I've been stumped by this question it seems like forever. I can only find the length of the square's diagonal, which leads me nowhere, since there is a tiny space where the air duct meets the floor. The figure is just a square. Inside is inscribed a large circle and in one corner is a small circle. Help!!
Hi Justina,
You are correct, the domain is [-2,2].
For the range, f(sqrt(2)) = 2*sqrt(2) and using calculus, this can be shown to be the maximal value.
We have two suggestions for your second problem.
One that uses coordinates.
If the circular air duct is in the bottom left corner of the basement you can use the usual coordinate axis. (Otherwise you just turn around).
The (section of) the air duct is a circle with center (D/2, D/2) and radius D/2. The (section of) the water pipe will be a circle with center (c,c) which will meet the floor at the point (c,0) and the wall at (0,c).
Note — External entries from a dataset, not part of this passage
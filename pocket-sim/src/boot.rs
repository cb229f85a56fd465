//! Startup sequence, driven by deadlines rather than timers
use std::time::Duration;

/// Sub-state of the boot screen
#[allow(missing_docs)]
#[derive(Copy, Clone, Debug, Eq, PartialEq, Ord, PartialOrd)]
pub enum BootPhase {
    Flicker,
    Logo,
    Text,
    Ready,
}

/// How long each timed phase lasts before moving to the next one
const TIMELINE: [(BootPhase, Duration); 2] = [
    (BootPhase::Flicker, Duration::from_millis(300)),
    (BootPhase::Logo, Duration::from_millis(800)),
];

/// Interval between script lines in [`BootPhase::Text`]
const LINE_INTERVAL: Duration = Duration::from_millis(250);

/// Blink period of the text cursor
pub const CURSOR_BLINK: Duration = Duration::from_millis(500);

/// Lines printed during [`BootPhase::Text`]
pub const SCRIPT: [&str; 5] =
    ["", "LOADING...", "████████████ OK", "", "PRESS START"];

/// Something that happened while advancing the boot sequence
#[derive(Copy, Clone, Debug, Eq, PartialEq)]
pub enum BootEvent {
    /// Moved to a new phase
    Phase(BootPhase),
    /// Appended the script line with the given index
    Line(usize),
}

/// One-shot boot driver
pub struct Boot {
    phase: BootPhase,
    lines: usize,

    /// Time at which the next step is due, if one is armed
    deadline: Option<Duration>,

    /// Survives every later screen change
    done: bool,
}

impl Boot {
    /// Builds a boot sequence starting in [`BootPhase::Flicker`] at `now`
    pub fn new(now: Duration) -> Self {
        Self {
            phase: BootPhase::Flicker,
            lines: 0,
            deadline: Some(now + TIMELINE[0].1),
            done: false,
        }
    }

    /// Current phase
    pub fn phase(&self) -> BootPhase {
        self.phase
    }

    /// Checks whether the boot sequence has run to completion
    pub fn done(&self) -> bool {
        self.done
    }

    /// Script lines shown so far
    pub fn lines(&self) -> &'static [&'static str] {
        &SCRIPT[..self.lines]
    }

    /// Time of the next pending step
    pub fn deadline(&self) -> Option<Duration> {
        self.deadline
    }

    /// Drops the pending step, e.g. because the boot screen was left early
    pub fn cancel(&mut self) {
        self.deadline = None;
    }

    /// Runs the next step if it is due at `now`
    ///
    /// Each step arms the following one relative to its own deadline, so a
    /// caller that falls behind still sees every step, in order, by calling
    /// this in a loop.
    pub fn step(&mut self, now: Duration) -> Option<BootEvent> {
        let due = self.deadline.filter(|d| *d <= now)?;
        if self.done {
            self.deadline = None;
            return None;
        }
        let event = match self.phase {
            BootPhase::Flicker | BootPhase::Logo => {
                let next = match self.phase {
                    BootPhase::Flicker => BootPhase::Logo,
                    _ => BootPhase::Text,
                };
                self.phase = next;
                self.deadline = Some(
                    due + TIMELINE
                        .iter()
                        .find(|(p, _)| *p == next)
                        .map(|(_, d)| *d)
                        .unwrap_or(LINE_INTERVAL),
                );
                BootEvent::Phase(next)
            }
            BootPhase::Text => {
                let i = self.lines;
                self.lines += 1;
                if self.lines == SCRIPT.len() {
                    self.deadline = None;
                } else {
                    self.deadline = Some(due + LINE_INTERVAL);
                }
                BootEvent::Line(i)
            }
            BootPhase::Ready => {
                self.deadline = None;
                return None;
            }
        };
        Some(event)
    }

    /// Moves to [`BootPhase::Ready`] once the last line is printed
    ///
    /// This is split from [`Boot::step`] so that the final line and the
    /// phase change are reported as separate events.
    pub fn settle(&mut self) -> Option<BootEvent> {
        if self.phase == BootPhase::Text && self.lines == SCRIPT.len() {
            self.phase = BootPhase::Ready;
            self.done = true;
            Some(BootEvent::Phase(BootPhase::Ready))
        } else {
            None
        }
    }
}

/// Checks whether the blinking cursor is lit at `now`
pub fn cursor_visible(now: Duration) -> bool {
    (now.as_millis() / CURSOR_BLINK.as_millis()) % 2 == 0
}

#[cfg(test)]
mod test {
    use super::*;

    fn ms(t: u64) -> Duration {
        Duration::from_millis(t)
    }

    fn drain(b: &mut Boot, now: Duration) -> Vec<BootEvent> {
        let mut out = vec![];
        loop {
            if let Some(e) = b.settle() {
                out.push(e);
                continue;
            }
            match b.step(now) {
                Some(e) => out.push(e),
                None => break,
            }
        }
        out
    }

    #[test]
    fn timeline() {
        let mut b = Boot::new(ms(0));
        assert_eq!(b.phase(), BootPhase::Flicker);
        assert!(drain(&mut b, ms(299)).is_empty());
        assert_eq!(drain(&mut b, ms(300)), [BootEvent::Phase(BootPhase::Logo)]);
        assert!(drain(&mut b, ms(1099)).is_empty());
        assert_eq!(
            drain(&mut b, ms(1100)),
            [BootEvent::Phase(BootPhase::Text)]
        );
        assert!(b.lines().is_empty());
        assert_eq!(drain(&mut b, ms(1350)), [BootEvent::Line(0)]);
        assert_eq!(b.lines(), &SCRIPT[..1]);
        assert_eq!(
            drain(&mut b, ms(2350)),
            [
                BootEvent::Line(1),
                BootEvent::Line(2),
                BootEvent::Line(3),
                BootEvent::Line(4),
                BootEvent::Phase(BootPhase::Ready),
            ]
        );
        assert!(b.done());
        assert_eq!(b.deadline(), None);
        assert!(drain(&mut b, ms(100_000)).is_empty());
    }

    #[test]
    fn late_clock_keeps_order() {
        let mut b = Boot::new(ms(0));
        let events = drain(&mut b, ms(60_000));
        let phases: Vec<_> = events
            .iter()
            .filter_map(|e| match e {
                BootEvent::Phase(p) => Some(*p),
                _ => None,
            })
            .collect();
        assert_eq!(
            phases,
            [BootPhase::Logo, BootPhase::Text, BootPhase::Ready]
        );
        assert_eq!(events.len(), 3 + SCRIPT.len());
        assert_eq!(b.lines(), &SCRIPT);
    }

    #[test]
    fn cancelled_boot_stalls() {
        let mut b = Boot::new(ms(0));
        b.cancel();
        assert!(drain(&mut b, ms(60_000)).is_empty());
        assert_eq!(b.phase(), BootPhase::Flicker);
        assert!(!b.done());
    }

    #[test]
    fn cursor_blinks() {
        assert!(cursor_visible(ms(0)));
        assert!(cursor_visible(ms(499)));
        assert!(!cursor_visible(ms(500)));
        assert!(cursor_visible(ms(1000)));
    }
}
use axum::{
    extract::{rejection::JsonRejection, Path, State},
    http::StatusCode,
    routing::{delete, get, post},
    Json, Router,
};
use rust_decimal::Decimal;
use serde::Serialize;
use std::sync::Arc;
use tokio::sync::RwLock;

use pricewise_core::domain::error::{ErrorKind, EstimateError};
use pricewise_core::domain::form::PredictionForm;
use pricewise_core::domain::prediction::FactorScore;
use pricewise_core::history::stats::HistoryStats;
use pricewise_core::history::{
    AccuracyBand, HistoryBook, HistoryRecord, PriceMovement, RecordId,
};
use pricewise_core::market::{self, PricePoint, TrendComparison};

#[derive(Debug, Clone)]
pub struct AppState {
    history: Arc<RwLock<HistoryBook>>,
    trend: Arc<Vec<PricePoint>>,
}

impl AppState {
    pub fn new(history: HistoryBook) -> Self {
        Self {
            history: Arc::new(RwLock::new(history)),
            trend: Arc::new(market::price_trend()),
        }
    }
}

pub fn router(state: AppState) -> Router {
    Router::new()
        .route("/healthz", get(healthz))
        .route("/predictions", post(create_prediction))
        .route("/history", get(list_history))
        .route("/history/stats", get(history_stats))
        .route("/history/:id", delete(delete_history))
        .route("/market/trend", get(market_trend))
        .with_state(state)
}

async fn healthz() -> &'static str {
    "ok"
}

#[derive(Debug, Serialize)]
struct ApiPrediction {
    #[serde(with = "rust_decimal::serde::float")]
    predicted_price: Decimal,
    factor_breakdown: Vec<FactorScore>,
    trend_comparison: Option<TrendComparison>,
}

#[derive(Debug, Serialize)]
struct ApiError {
    error: String,
    kind: ErrorKind,
    #[serde(skip_serializing_if = "Option::is_none")]
    field: Option<&'static str>,
}

impl From<&EstimateError> for ApiError {
    fn from(err: &EstimateError) -> Self {
        Self {
            error: err.to_string(),
            kind: err.kind(),
            field: Some(err.field()),
        }
    }
}

// Well-formed JSON with a bad value (unknown select option, wrong type) is a validation failure;
// anything that isn't readable JSON is a parse failure.
impl From<&JsonRejection> for ApiError {
    fn from(rejection: &JsonRejection) -> Self {
        let kind = match rejection {
            JsonRejection::JsonDataError(_) => ErrorKind::Validation,
            _ => ErrorKind::Parse,
        };
        Self {
            error: rejection.body_text(),
            kind,
            field: None,
        }
    }
}

async fn create_prediction(
    State(state): State<AppState>,
    payload: Result<Json<PredictionForm>, JsonRejection>,
) -> Result<Json<ApiPrediction>, (StatusCode, Json<ApiError>)> {
    let Json(form) = payload.map_err(|rejection| {
        tracing::warn!(error = %rejection, "prediction body rejected");
        (rejection.status(), Json(ApiError::from(&rejection)))
    })?;

    let result = pricewise_core::estimator::estimate_form(form).map_err(|e| {
        tracing::warn!(error = %e, field = e.field(), "prediction rejected");
        (StatusCode::UNPROCESSABLE_ENTITY, Json(ApiError::from(&e)))
    })?;

    tracing::info!(predicted_price = %result.predicted_price, "prediction generated");

    Ok(Json(ApiPrediction {
        trend_comparison: market::compare_to_last_month(result.predicted_price, &state.trend),
        predicted_price: result.predicted_price,
        factor_breakdown: result.factor_breakdown,
    }))
}

#[derive(Debug, Serialize)]
struct ApiHistoryEntry {
    #[serde(flatten)]
    record: HistoryRecord,
    movement: PriceMovement,
    #[serde(with = "rust_decimal::serde::float")]
    difference: Decimal,
    accuracy_band: AccuracyBand,
}

impl From<&HistoryRecord> for ApiHistoryEntry {
    fn from(record: &HistoryRecord) -> Self {
        Self {
            movement: record.movement(),
            difference: record.difference(),
            accuracy_band: record.accuracy_band(),
            record: record.clone(),
        }
    }
}

async fn list_history(State(state): State<AppState>) -> Json<Vec<ApiHistoryEntry>> {
    let history = state.history.read().await;
    Json(history.list().iter().map(ApiHistoryEntry::from).collect())
}

async fn delete_history(State(state): State<AppState>, Path(id): Path<RecordId>) -> StatusCode {
    let removed = state.history.write().await.delete(id);
    tracing::info!(id, removed, "history record delete requested");
    StatusCode::NO_CONTENT
}

async fn history_stats(State(state): State<AppState>) -> Json<HistoryStats> {
    Json(state.history.read().await.stats())
}

async fn market_trend(State(state): State<AppState>) -> Json<Vec<PricePoint>> {
    Json(state.trend.as_ref().clone())
}

#[cfg(test)]
mod tests {
    use super::*;
    use axum::body::Body;
    use axum::extract::FromRequest;
    use axum::http::{header, Request};
    use pricewise_core::domain::prediction::{Category, Seasonality};
    use rust_decimal_macros::dec;
    use serde_json::json;

    async fn extract_form(body: &str) -> Result<Json<PredictionForm>, JsonRejection> {
        let req = Request::builder()
            .method("POST")
            .uri("/predictions")
            .header(header::CONTENT_TYPE, "application/json")
            .body(Body::from(body.to_string()))
            .unwrap();
        Json::<PredictionForm>::from_request(req, &()).await
    }

    fn state() -> AppState {
        AppState::new(HistoryBook::seeded())
    }

    fn form() -> PredictionForm {
        PredictionForm {
            product_name: "Smartphone X23".to_string(),
            category: Some(Category::Electronics),
            base_price: "100".to_string(),
            seasonality: Some(Seasonality::Regular),
            ..PredictionForm::default()
        }
    }

    #[tokio::test]
    async fn create_prediction_returns_price_breakdown_and_trend() {
        let Json(body) = create_prediction(State(state()), Ok(Json(form())))
            .await
            .unwrap();
        assert_eq!(body.predicted_price, dec!(138.00));
        assert_eq!(body.factor_breakdown.len(), 5);
        assert_eq!(body.trend_comparison, Some(TrendComparison::Below));

        let v = serde_json::to_value(&body).unwrap();
        assert_eq!(v["predicted_price"], json!(138.0));
        assert_eq!(v["trend_comparison"], json!("below"));
        assert_eq!(v["factor_breakdown"][0]["factor"], json!("Base Price"));
    }

    #[tokio::test]
    async fn create_prediction_rejects_missing_seasonality() {
        let bad = PredictionForm {
            seasonality: None,
            ..form()
        };
        let (status, Json(body)) = create_prediction(State(state()), Ok(Json(bad)))
            .await
            .unwrap_err();
        assert_eq!(status, StatusCode::UNPROCESSABLE_ENTITY);
        assert_eq!(body.kind, ErrorKind::Validation);
        assert_eq!(body.field, Some("seasonality"));
    }

    #[tokio::test]
    async fn create_prediction_rejects_non_numeric_price() {
        let bad = PredictionForm {
            base_price: "abc".to_string(),
            ..form()
        };
        let (status, Json(body)) = create_prediction(State(state()), Ok(Json(bad)))
            .await
            .unwrap_err();
        assert_eq!(status, StatusCode::UNPROCESSABLE_ENTITY);
        assert_eq!(body.kind, ErrorKind::Parse);
    }

    #[tokio::test]
    async fn unknown_select_value_gets_json_error_body() {
        let payload = extract_form(
            r#"{"product_name":"Desk Lamp","category":"furniture","base_price":"45.99","seasonality":"monsoon"}"#,
        )
        .await;
        let (status, Json(body)) = create_prediction(State(state()), payload)
            .await
            .unwrap_err();
        assert_eq!(status, StatusCode::UNPROCESSABLE_ENTITY);
        assert_eq!(body.kind, ErrorKind::Validation);
        assert_eq!(body.field, None);
        assert!(body.error.contains("monsoon"), "{}", body.error);

        let v = serde_json::to_value(&body).unwrap();
        assert_eq!(v["kind"], json!("validation"));
        assert!(v.get("field").is_none());
    }

    #[tokio::test]
    async fn numeric_base_price_gets_json_error_body() {
        let payload = extract_form(
            r#"{"product_name":"Desk Lamp","category":"furniture","base_price":100,"seasonality":"peak"}"#,
        )
        .await;
        let (status, Json(body)) = create_prediction(State(state()), payload)
            .await
            .unwrap_err();
        assert_eq!(status, StatusCode::UNPROCESSABLE_ENTITY);
        assert_eq!(body.kind, ErrorKind::Validation);
    }

    #[tokio::test]
    async fn malformed_json_is_a_parse_error() {
        let payload = extract_form("{not json").await;
        let (status, Json(body)) = create_prediction(State(state()), payload)
            .await
            .unwrap_err();
        assert_eq!(status, StatusCode::BAD_REQUEST);
        assert_eq!(body.kind, ErrorKind::Parse);
    }

    #[tokio::test]
    async fn delete_then_list_preserves_order() {
        let state = state();
        let status = delete_history(State(state.clone()), Path(2)).await;
        assert_eq!(status, StatusCode::NO_CONTENT);

        // Unknown ids are accepted and change nothing.
        let status = delete_history(State(state.clone()), Path(99)).await;
        assert_eq!(status, StatusCode::NO_CONTENT);

        let Json(entries) = list_history(State(state.clone())).await;
        let ids: Vec<_> = entries.iter().map(|e| e.record.id).collect();
        assert_eq!(ids, vec![1, 3, 4, 5]);

        let Json(stats) = history_stats(State(state)).await;
        assert_eq!(stats.total, 4);
    }

    #[tokio::test]
    async fn history_entries_carry_derived_fields() {
        let Json(entries) = list_history(State(state())).await;
        let v = serde_json::to_value(&entries[0]).unwrap();
        assert_eq!(v["id"], json!(1));
        assert_eq!(v["category"], json!("electronics"));
        assert_eq!(v["movement"], json!("up"));
        assert_eq!(v["difference"], json!(50.0));
        assert_eq!(v["accuracy_band"], json!("good"));
    }

    #[tokio::test]
    async fn market_trend_has_six_months() {
        let Json(series) = market_trend(State(state())).await;
        assert_eq!(series.len(), 6);
        assert_eq!(series[5].price, dec!(210));
    }
}
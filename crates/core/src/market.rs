use rust_decimal::Decimal;
use serde::{Deserialize, Serialize};

#[derive(Debug, Clone, PartialEq, Eq, Serialize, Deserialize)]
pub struct PricePoint {
    pub month: String,
    #[serde(with = "rust_decimal::serde::float")]
    pub price: Decimal,
}

#[derive(Debug, Clone, Copy, PartialEq, Eq, Serialize, Deserialize)]
#[serde(rename_all = "snake_case")]
pub enum TrendComparison {
    Above,
    Below,
}

/// Six months of prices for similar products, oldest first.
pub fn price_trend() -> Vec<PricePoint> {
    [
        ("Jan", 150),
        ("Feb", 165),
        ("Mar", 180),
        ("Apr", 170),
        ("May", 190),
        ("Jun", 210),
    ]
    .into_iter()
    .map(|(month, price)| PricePoint {
        month: month.to_string(),
        price: Decimal::from(price),
    })
    .collect()
}

pub fn last_month_price(series: &[PricePoint]) -> Option<Decimal> {
    series.last().map(|p| p.price)
}

/// Whether `price` beats the most recent month of `series`. Equal counts as below.
pub fn compare_to_last_month(price: Decimal, series: &[PricePoint]) -> Option<TrendComparison> {
    let last = last_month_price(series)?;
    Some(if price > last {
        TrendComparison::Above
    } else {
        TrendComparison::Below
    })
}

#[cfg(test)]
mod tests {
    use super::*;
    use rust_decimal_macros::dec;

    #[test]
    fn trend_ends_at_210() {
        let series = price_trend();
        assert_eq!(series.len(), 6);
        assert_eq!(series[0].month, "Jan");
        assert_eq!(last_month_price(&series), Some(dec!(210)));
    }

    #[test]
    fn compares_against_last_month() {
        let series = price_trend();
        assert_eq!(
            compare_to_last_month(dec!(138.00), &series),
            Some(TrendComparison::Below)
        );
        assert_eq!(
            compare_to_last_month(dec!(250.00), &series),
            Some(TrendComparison::Above)
        );
        assert_eq!(
            compare_to_last_month(dec!(210.00), &series),
            Some(TrendComparison::Below)
        );
    }

    #[test]
    fn empty_series_has_no_comparison() {
        assert_eq!(compare_to_last_month(dec!(1), &[]), None);
    }
}
pub mod domain;
pub mod estimator;
pub mod history;
pub mod market;

pub mod config {
    use anyhow::Context;

    pub const DEFAULT_PORT: u16 = 3000;

    #[derive(Debug, Clone)]
    pub struct Settings {
        pub sentry_dsn: Option<String>,
        pub port: u16,
        pub seed_history: bool,
    }

    impl Settings {
        pub fn from_env() -> anyhow::Result<Self> {
            Self::from_lookup(|key| std::env::var(key).ok())
        }

        pub fn from_lookup(lookup: impl Fn(&str) -> Option<String>) -> anyhow::Result<Self> {
            let port = lookup("PORT")
                .and_then(|v| v.trim().parse().ok())
                .unwrap_or(DEFAULT_PORT);

            let seed_history = match lookup("PRICEWISE_SEED_HISTORY") {
                Some(v) => parse_flag(&v)
                    .with_context(|| format!("PRICEWISE_SEED_HISTORY is not a boolean: {v:?}"))?,
                None => true,
            };

            Ok(Self {
                sentry_dsn: lookup("SENTRY_DSN").filter(|s| !s.trim().is_empty()),
                port,
                seed_history,
            })
        }

        pub fn initial_history(&self) -> crate::history::HistoryBook {
            if self.seed_history {
                crate::history::HistoryBook::seeded()
            } else {
                crate::history::HistoryBook::default()
            }
        }
    }

    fn parse_flag(raw: &str) -> Option<bool> {
        match raw.trim().to_ascii_lowercase().as_str() {
            "1" | "true" | "yes" | "on" => Some(true),
            "0" | "false" | "no" | "off" => Some(false),
            _ => None,
        }
    }

}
It will also meet the air duct at a point (t,t).
- Figure out how to write (t,t) in terms of the diameter D of the air duct.
- Figure out how to write (t,t) in terms of the radius c of the water pipe.
- Once you have solved these two parts, the two expressions of t give you an equation linking c and D, so you can write c in terms of D.
And one that doesn't use coordinates.
Using the same notation as above I drew a diagram.
- The triangle APS is an isosceles, right triangle so Pythagoras' Theorem can be used to find |AP|.
- The triangle QPT is an isosceles, right triangle so Pythagoras' Theorem can be used to find |QP|.
- |AP| = |AR| + |RQ| + |QP|. Solve for c in terms of D.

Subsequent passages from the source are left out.